Asda workers win key appeal in equal pay fight

Our thanks to the estimable Nigel for this. He writes:

Of course this sort of thing swept through local authorities a couple of decades ago. The general result was a fall in pay for the jobs that were outdoors, briefly causing a recruitment problem until the huge influx of migrants filled the vacancies. No doubt the supermarket chains will struggle on with cases but will find it difficult to articulate the obvious, that heavier work requires bigger people, when officially there are no sex differences. I presume in the meantime they will be accelerating the use of self-service options, leading to a reduction in comfortable indoors jobs for women who like to do light “work” whilst sitting on their backsides. I dare say soon we’ll soon be hearing all sorts of things from the Fawcett Society about women being the main employee casualties in the retail sector.

More men need to be encouraged to use the equality legislation to challenge when they have to move the heavy stuff or cover unsociable shifts, for the same pay as women who won’t do those things.

I should perhaps offer my own thoughts, as someone who first encountered warehouse workers (virtually all of them men) when I started with Beecham as a graduate trainee in 1979, at the Brylcreem factory in Maidenhead, Berks.

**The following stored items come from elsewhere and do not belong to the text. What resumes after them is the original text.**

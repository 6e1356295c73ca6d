//! `?reality=neon&particles=60` style deep links

use std::borrow::Cow;

use crate::error::{PortalError, Result};
use crate::particles::parse_particle_count;
use crate::realms::RealityId;

/// What a shared link asks the portal to show
#[derive(Debug, Clone, Copy, PartialEq, Eq, Default)]
pub struct DeepLink {
    pub reality: RealityId,
    /// Override for the burst particle count
    pub particles: Option<usize>,
    /// Press the gateway on load so the scan starts immediately
    pub open_vault: bool,
}

/// Parse `location.search`
///
/// Unknown keys are ignored. A bad value for a known key is an error so the
/// caller can log it and fall back to defaults.
pub fn parse_query(search: &str) -> Result<DeepLink> {
    let mut link = DeepLink::default();

    for pair in search.trim_start_matches('?').split('&') {
        let (key, value) = pair.split_once('=').unwrap_or((pair, ""));
        // Keys we don't know are skipped, however they are encoded
        let Ok(key) = decode(key) else { continue };
        match key.as_ref() {
            "reality" | "r" => link.reality = RealityId::from_str(&decode(value)?)?,
            "particles" => link.particles = Some(parse_particle_count(&decode(value)?)?),
            "vault" => link.open_vault = matches!(decode(value)?.as_ref(), "" | "1" | "true"),
            _ => {}
        }
    }

    Ok(link)
}

/// Percent-decode one query component (`+` is a space in query strings)
fn decode(component: &str) -> Result<Cow<'_, str>> {
    if !component.contains(['%', '+']) {
        return Ok(Cow::Borrowed(component));
    }
    let spaced = component.replace('+', " ");
    urlencoding::decode(&spaced)
        .map(|decoded| Cow::Owned(decoded.into_owned()))
        .map_err(|e| PortalError::invalid("query", format!("`{component}`: {e}")))
}

/// Read and parse the current page's query (defaults on any problem)
#[cfg(target_arch = "wasm32")]
pub fn from_location() -> DeepLink {
    let search = web_sys::window()
        .and_then(|w| w.location().search().ok())
        .unwrap_or_default();
    match parse_query(&search) {
        Ok(link) => link,
        Err(e) => {
            log::warn!("Ignoring deep link `{}`: {}", search, e);
            DeepLink::default()
        }
    }
}

#[cfg(test)]
mod tests {
    use super::*;

    #[test]
    fn test_empty_query() {
        assert_eq!(parse_query(""), Ok(DeepLink::default()));
        assert_eq!(parse_query("?"), Ok(DeepLink::default()));
    }

    #[test]
    fn test_full_query() {
        let link = parse_query("?reality=celestial&particles=60&vault=1&utm_source=x").unwrap();
        assert_eq!(link.reality, RealityId::Celestial);
        assert_eq!(link.particles, Some(60));
        assert!(link.open_vault);

        let link = parse_query("r=abyss&vault").unwrap();
        assert_eq!(link.reality, RealityId::Abyss);
        assert!(link.open_vault);
    }

    #[test]
    fn test_percent_encoded_values() {
        let link = parse_query("?reality=celestial%20&particles=%36%30&vault=true").unwrap();
        assert_eq!(link.reality, RealityId::Celestial);
        assert_eq!(link.particles, Some(60));
        assert!(link.open_vault);

        let link = parse_query("?reality=+Neon+&%72=abyss").unwrap();
        assert_eq!(link.reality, RealityId::Abyss);

        // Junk in keys we ignore does not spoil the rest of the link
        let link = parse_query("?utm=%FF%FE&reality=deep").unwrap();
        assert_eq!(link.reality, RealityId::Abyss);

        // Invalid UTF-8 after decoding
        assert!(matches!(
            parse_query("?reality=%FF"),
            Err(PortalError::InvalidArgument { name: "query", .. })
        ));
    }

    #[test]
    fn test_bad_values() {
        assert!(matches!(
            parse_query("?reality=atlantis"),
            Err(PortalError::UnknownReality(_))
        ));
        assert!(matches!(
            parse_query("?particles=-5"),
            Err(PortalError::InvalidArgument { name: "count", .. })
        ));
    }
}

They were a fine body of people, very hard-working. The 10 years that followed were the happiest of my working life, and the final three years were spent as the Chief Buyer, in which position I put on several stones in weight from frequent excellent lunches. Later in my career I was a senior procurement executive with Exel Logistics, and came to have the utmost respect for warehouse workers.

The notion that there is some form of equal “value” in warehouse jobs and store checkout jobs is ideologically-driven BS. Whenever I can, I checkout my goods in stores, and do it in half the time the checkout operators (virtually all of them women) manage. I never had any training, in part because a five-year-old child could do what checkout operators do.

If female checkout operators want the higher rates of pay that come with warehouse jobs – the differential being down to supply and demand – then they will have to accept some or many of the following, which of course they won’t, preferring to remain in their non-jobs and whining “It’s not fair!”:

  • full-time positions rather than part-time
  • unsocial hours including night shifts
  • physically demanding work
  • the need to operate very complex equipment (e.g. some specifications of fork-lift trucks), which could be lethal if operated inadequately
  • extreme seasonal temperature variations
  • Cold conditions in warehouses for chilled and frozen goods
  • longer commutes than for most store checkout jobs

It is to be hoped that the supermarkets eventually win this insane battle. But how many checkout operators will there be by then? Greedy women and greedy lawyers are driving female unemployment.